I'm already thinking of where I'll place it, how much water I'll give it, adding some lava rock to the soil, etc.

Heck, I might even create a sign that says "welcome to Florida" :D
 
Thanks for letting everyone know.
 
It's probably not a good idea to mess with the soil until the ceph recovers from being shipped. It might not recover from the additional stress of repotting. A lot of peoples cephs die after being repotted even when they weren't stressed to begin with.
 
I don't think I'll be able to sleep tonight. :rookwoot:

I'm already thinking of where I'll place it, how much water I'll give it, adding some lava rock to the soil, etc.

Heck, I might even create a sign that says "welcome to Florida" :D

Yeah, good for you.
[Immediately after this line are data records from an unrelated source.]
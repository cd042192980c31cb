use chrono::NaiveDate;
use serde::{Deserialize, Serialize};
use uuid::Uuid;

/// Jobs and internships live in separate collections with independent id spaces.
#[derive(Debug, Clone, Copy, PartialEq, Eq, Hash, Serialize, Deserialize)]
#[serde(rename_all = "lowercase")]
pub enum ListingKind {
    Job,
    Internship,
}

impl ListingKind {
    pub fn as_str(&self) -> &'static str {
        match self {
            ListingKind::Job => "job",
            ListingKind::Internship => "internship",
        }
    }
}

/// A job or internship posting as stored and served.
#[derive(Debug, Clone, PartialEq, Serialize, Deserialize)]
#[serde(rename_all = "camelCase")]
pub struct Listing {
    pub id: i64,
    pub title: String,
    pub company: String,
    pub location: String,
    #[serde(rename = "type")]
    pub employment_type: String,
    #[serde(default, skip_serializing_if = "Option::is_none")]
    pub salary: Option<String>,
    #[serde(default, skip_serializing_if = "Option::is_none")]
    pub stipend: Option<String>,
    #[serde(default, skip_serializing_if = "Option::is_none")]
    pub duration: Option<String>,
    pub description: String,
    pub requirements: Vec<String>,
    pub skills: Vec<String>,
    pub category: String,
    pub experience_level: String,
    pub is_remote: bool,
    pub posted_date: NaiveDate,
    pub is_active: bool,
    pub applicants: u32,
    pub views: u32,
    /// Company account that created the listing. `None` for seeded demo data.
    #[serde(default)]
    pub posted_by: Option<Uuid>,
}

impl Listing {
    /// Formatted pay string: salary for jobs, stipend for internships.
    pub fn pay(&self) -> Option<&str> {
        self.salary.as_deref().or(self.stipend.as_deref())
    }

    /// Builds a fresh active record with zeroed counters.
    pub fn from_new(id: i64, new: NewListing, posted_date: NaiveDate) -> Self {
        Listing {
            id,
            title: new.title,
            company: new.company,
            location: new.location,
            employment_type: new.employment_type,
            salary: new.salary,
            stipend: new.stipend,
            duration: new.duration,
            description: new.description,
            requirements: new.requirements,
            skills: new.skills,
            category: new.category,
            experience_level: new.experience_level,
            is_remote: new.is_remote,
            posted_date,
            is_active: true,
            applicants: 0,
            views: 0,
            posted_by: new.posted_by,
        }
    }

    /// Shallow merge: every field present in the patch replaces the stored one.
    pub fn apply_patch(&mut self, patch: ListingPatch) {
        if let Some(v) = patch.title {
            self.title = v;
        }
        if let Some(v) = patch.company {
            self.company = v;
        }
        if let Some(v) = patch.location {
            self.location = v;
        }
        if let Some(v) = patch.employment_type {
            self.employment_type = v;
        }
        if let Some(v) = patch.salary {
            self.salary = Some(v);
        }
        if let Some(v) = patch.stipend {
            self.stipend = Some(v);
        }
        if let Some(v) = patch.duration {
            self.duration = Some(v);
        }
        if let Some(v) = patch.description {
            self.description = v;
        }
        if let Some(v) = patch.requirements {
            self.requirements = v;
        }
        if let Some(v) = patch.skills {
            self.skills = v;
        }
        if let Some(v) = patch.category {
            self.category = v;
        }
        if let Some(v) = patch.experience_level {
            self.experience_level = v;
        }
        if let Some(v) = patch.is_remote {
            self.is_remote = v;
        }
        if let Some(v) = patch.is_active {
            self.is_active = v;
        }
    }
}

/// Payload for creating a listing. Counters, id and dates are assigned by the store.
#[derive(Debug, Clone, Default, Deserialize)]
#[serde(rename_all = "camelCase")]
pub struct NewListing {
    pub title: String,
    pub company: String,
    #[serde(default)]
    pub location: String,
    #[serde(default, rename = "type")]
    pub employment_type: String,
    #[serde(default)]
    pub salary: Option<String>,
    #[serde(default)]
    pub stipend: Option<String>,
    #[serde(default)]
    pub duration: Option<String>,
    #[serde(default)]
    pub description: String,
    #[serde(default)]
    pub requirements: Vec<String>,
    #[serde(default)]
    pub skills: Vec<String>,
    #[serde(default)]
    pub category: String,
    #[serde(default)]
    pub experience_level: String,
    #[serde(default)]
    pub is_remote: bool,
    #[serde(skip)]
    pub posted_by: Option<Uuid>,
}

#[derive(Debug, Clone, Default, Deserialize)]
#[serde(rename_all = "camelCase")]
pub struct ListingPatch {
    pub title: Option<String>,
    pub company: Option<String>,
    pub location: Option<String>,
    #[serde(rename = "type")]
    pub employment_type: Option<String>,
    pub salary: Option<String>,
    pub stipend: Option<String>,
    pub duration: Option<String>,
    pub description: Option<String>,
    pub requirements: Option<Vec<String>>,
    pub skills: Option<Vec<String>>,
    pub category: Option<String>,
    pub experience_level: Option<String>,
    pub is_remote: Option<bool>,
    pub is_active: Option<bool>,
}
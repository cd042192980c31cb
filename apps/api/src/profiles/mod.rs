pub mod handlers;
pub mod models;

use std::collections::HashMap;

use uuid::Uuid;

use crate::profiles::models::{CompanyProfile, UserProfile};

/// Profiles keyed by account id. A missing profile reads as an empty one.
#[derive(Debug, Default)]
pub struct ProfileStore {
    users: HashMap<Uuid, UserProfile>,
    companies: HashMap<Uuid, CompanyProfile>,
}

impl ProfileStore {
    pub fn user(&self, id: Uuid) -> UserProfile {
        self.users
            .get(&id)
            .cloned()
            .unwrap_or_else(|| UserProfile::empty(id))
    }

    pub fn user_mut(&mut self, id: Uuid) -> &mut UserProfile {
        self.users
            .entry(id)
            .or_insert_with(|| UserProfile::empty(id))
    }

    pub fn company(&self, id: Uuid) -> CompanyProfile {
        self.companies
            .get(&id)
            .cloned()
            .unwrap_or_else(|| CompanyProfile::empty(id))
    }

    pub fn company_mut(&mut self, id: Uuid) -> &mut CompanyProfile {
        self.companies
            .entry(id)
            .or_insert_with(|| CompanyProfile::empty(id))
    }
}
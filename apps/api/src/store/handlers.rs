//! Axum route handlers for job and internship listings.
//!
//! Both collections share one implementation; the thin per-kind wrappers exist
//! only so each route has a plain handler function.

use axum::{
    extract::{Path, Query, State},
    http::StatusCode,
    Json,
};
use tracing::info;

use crate::auth::extractor::AuthUser;
use crate::errors::AppError;
use crate::models::listing::{Listing, ListingKind, ListingPatch, NewListing};
use crate::search::ListingFilter;
use crate::state::AppState;

async fn list(state: &AppState, kind: ListingKind, filter: &ListingFilter) -> Vec<Listing> {
    let board = state.board.read().await;
    let listings = board.collection(kind);
    let candidates = match filter.text_query() {
        Some(q) => listings.search(q),
        None => listings.get_all(),
    };
    filter.apply(candidates)
}

async fn get_one(state: &AppState, kind: ListingKind, id: i64) -> Result<Listing, AppError> {
    state
        .board
        .write()
        .await
        .collection_mut(kind)
        .record_view(id)
        .ok_or_else(|| not_found(kind, id))
}

async fn create(
    state: &AppState,
    kind: ListingKind,
    user: &AuthUser,
    mut new: NewListing,
) -> Result<Listing, AppError> {
    user.require_company()?;
    if new.title.trim().is_empty() || new.company.trim().is_empty() {
        return Err(AppError::Validation(
            "title and company are required".to_string(),
        ));
    }
    new.posted_by = Some(user.id);

    let listing = state.board.write().await.collection_mut(kind).add(new);
    info!(kind = kind.as_str(), id = listing.id, company_id = %user.id, "listing created");
    Ok(listing)
}

async fn update(
    state: &AppState,
    kind: ListingKind,
    user: &AuthUser,
    id: i64,
    patch: ListingPatch,
) -> Result<Listing, AppError> {
    user.require_company()?;
    let mut board = state.board.write().await;
    let listings = board.collection_mut(kind);
    ensure_owner(listings.get_by_id(id), kind, id, user)?;
    listings.update(id, patch).ok_or_else(|| not_found(kind, id))
}

async fn remove(
    state: &AppState,
    kind: ListingKind,
    user: &AuthUser,
    id: i64,
) -> Result<StatusCode, AppError> {
    user.require_company()?;
    let mut board = state.board.write().await;
    let listings = board.collection_mut(kind);
    ensure_owner(listings.get_by_id(id), kind, id, user)?;
    listings.delete(id);
    info!(kind = kind.as_str(), id, "listing deactivated");
    Ok(StatusCode::NO_CONTENT)
}

/// Seeded listings have no owner and may be managed by any company account.
fn ensure_owner(
    listing: Option<&Listing>,
    kind: ListingKind,
    id: i64,
    user: &AuthUser,
) -> Result<(), AppError> {
    let listing = listing.ok_or_else(|| not_found(kind, id))?;
    match listing.posted_by {
        Some(owner) if owner != user.id => Err(AppError::Forbidden),
        _ => Ok(()),
    }
}

fn not_found(kind: ListingKind, id: i64) -> AppError {
    AppError::NotFound(format!("{} {id} not found", kind.as_str()))
}

// ────────────────────────────────────────────────────────────────────────────
// Jobs
// ────────────────────────────────────────────────────────────────────────────

/// GET /api/jobs
pub async fn handle_list_jobs(
    State(state): State<AppState>,
    Query(filter): Query<ListingFilter>,
) -> Json<Vec<Listing>> {
    Json(list(&state, ListingKind::Job, &filter).await)
}

/// GET /api/jobs/:id
pub async fn handle_get_job(
    State(state): State<AppState>,
    Path(id): Path<i64>,
) -> Result<Json<Listing>, AppError> {
    get_one(&state, ListingKind::Job, id).await.map(Json)
}

/// POST /api/jobs
pub async fn handle_create_job(
    State(state): State<AppState>,
    user: AuthUser,
    Json(new): Json<NewListing>,
) -> Result<(StatusCode, Json<Listing>), AppError> {
    let listing = create(&state, ListingKind::Job, &user, new).await?;
    Ok((StatusCode::CREATED, Json(listing)))
}

/// PATCH /api/jobs/:id
pub async fn handle_update_job(
    State(state): State<AppState>,
    user: AuthUser,
    Path(id): Path<i64>,
    Json(patch): Json<ListingPatch>,
) -> Result<Json<Listing>, AppError> {
    update(&state, ListingKind::Job, &user, id, patch).await.map(Json)
}

/// DELETE /api/jobs/:id
pub async fn handle_delete_job(
    State(state): State<AppState>,
    user: AuthUser,
    Path(id): Path<i64>,
) -> Result<StatusCode, AppError> {
    remove(&state, ListingKind::Job, &user, id).await
}

// ────────────────────────────────────────────────────────────────────────────
// Internships
// ────────────────────────────────────────────────────────────────────────────

/// GET /api/internships
pub async fn handle_list_internships(
    State(state): State<AppState>,
    Query(filter): Query<ListingFilter>,
) -> Json<Vec<Listing>> {
    Json(list(&state, ListingKind::Internship, &filter).await)
}

/// GET /api/internships/:id
pub async fn handle_get_internship(
    State(state): State<AppState>,
    Path(id): Path<i64>,
) -> Result<Json<Listing>, AppError> {
    get_one(&state, ListingKind::Internship, id).await.map(Json)
}

/// POST /api/internships
pub async fn handle_create_internship(
    State(state): State<AppState>,
    user: AuthUser,
    Json(new): Json<NewListing>,
) -> Result<(StatusCode, Json<Listing>), AppError> {
    let listing = create(&state, ListingKind::Internship, &user, new).await?;
    Ok((StatusCode::CREATED, Json(listing)))
}

/// PATCH /api/internships/:id
pub async fn handle_update_internship(
    State(state): State<AppState>,
    user: AuthUser,
    Path(id): Path<i64>,
    Json(patch): Json<ListingPatch>,
) -> Result<Json<Listing>, AppError> {
    update(&state, ListingKind::Internship, &user, id, patch)
        .await
        .map(Json)
}

/// DELETE /api/internships/:id
pub async fn handle_delete_internship(
    State(state): State<AppState>,
    user: AuthUser,
    Path(id): Path<i64>,
) -> Result<StatusCode, AppError> {
    remove(&state, ListingKind::Internship, &user, id).await
}
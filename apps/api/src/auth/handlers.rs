use axum::{extract::State, http::StatusCode, Json};
use serde::{Deserialize, Serialize};
use tracing::info;

use crate::auth::extractor::AuthUser;
use crate::errors::AppError;
use crate::models::user::{PublicAccount, Role};
use crate::state::AppState;

#[derive(Debug, Deserialize)]
pub struct RegisterRequest {
    pub email: String,
    pub password: String,
    #[serde(default)]
    pub name: String,
    #[serde(default = "default_role")]
    pub role: Role,
}

fn default_role() -> Role {
    Role::User
}

#[derive(Debug, Deserialize)]
pub struct LoginRequest {
    pub email: String,
    pub password: String,
}

#[derive(Debug, Serialize)]
pub struct AuthResponse {
    pub token: String,
    pub user: PublicAccount,
}

/// POST /api/auth/register
pub async fn handle_register(
    State(state): State<AppState>,
    Json(req): Json<RegisterRequest>,
) -> Result<(StatusCode, Json<AuthResponse>), AppError> {
    let account = state
        .accounts
        .write()
        .await
        .register(&req.email, &req.name, &req.password, req.role)?;
    let token = state.tokens.issue(&account)?;

    info!(user_id = %account.id, role = ?account.role, "account registered");

    Ok((
        StatusCode::CREATED,
        Json(AuthResponse {
            token,
            user: PublicAccount::from(&account),
        }),
    ))
}

/// POST /api/auth/login
pub async fn handle_login(
    State(state): State<AppState>,
    Json(req): Json<LoginRequest>,
) -> Result<Json<AuthResponse>, AppError> {
    let accounts = state.accounts.read().await;
    let account = accounts.authenticate(&req.email, &req.password)?;
    let token = state.tokens.issue(account)?;

    Ok(Json(AuthResponse {
        token,
        user: PublicAccount::from(account),
    }))
}

/// GET /api/auth/profile
pub async fn handle_profile(
    State(state): State<AppState>,
    user: AuthUser,
) -> Result<Json<PublicAccount>, AppError> {
    let accounts = state.accounts.read().await;
    let account = accounts
        .get(user.id)
        .ok_or_else(|| AppError::NotFound(format!("Account {} not found", user.id)))?;
    Ok(Json(PublicAccount::from(account)))
}
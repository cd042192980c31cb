use axum::Json;
use serde_json::{json, Value};

/// GET /api/health
/// Returns a simple status object with service version.
pub async fn health_handler() -> Json<Value> {
    Json(json!({
        "status": "ok",
        "version": env!("CARGO_PKG_VERSION"),
        "service": "jobboard-api"
    }))
}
I think that the first picture I had ever seen of a Cephalotus was from Randall Schwartz's 1974 Carnivorous Plants, a little paperback I needled my father into buying for something like a buck when I was a little kid in the 70s. The other cool thing was that, when you flipped through the book, there was this little zoetrope-like effect on the pages of a fly approaching, landing, and being captured by a Venus Flytrap. Cooool . . .

But the thing that always got me was the supposed difficulty in growing a little fuzzy pitcher plant that he described luridly as having, "an odd combination of plush pubescence and deadly appearance." Schwartz was a real downer when it came to that. "While many people grow Cephalotus, real success is rare. Occasionally the plants flower and flourish in captivity, but vigor seems sporadic," was all we had to go on back then, along with oddball notions of salt being needed in the compost and waving a chicken -- a free range chicken -- over the plant. Even Barry Rice seems to be on the difficulty bandwagon . . .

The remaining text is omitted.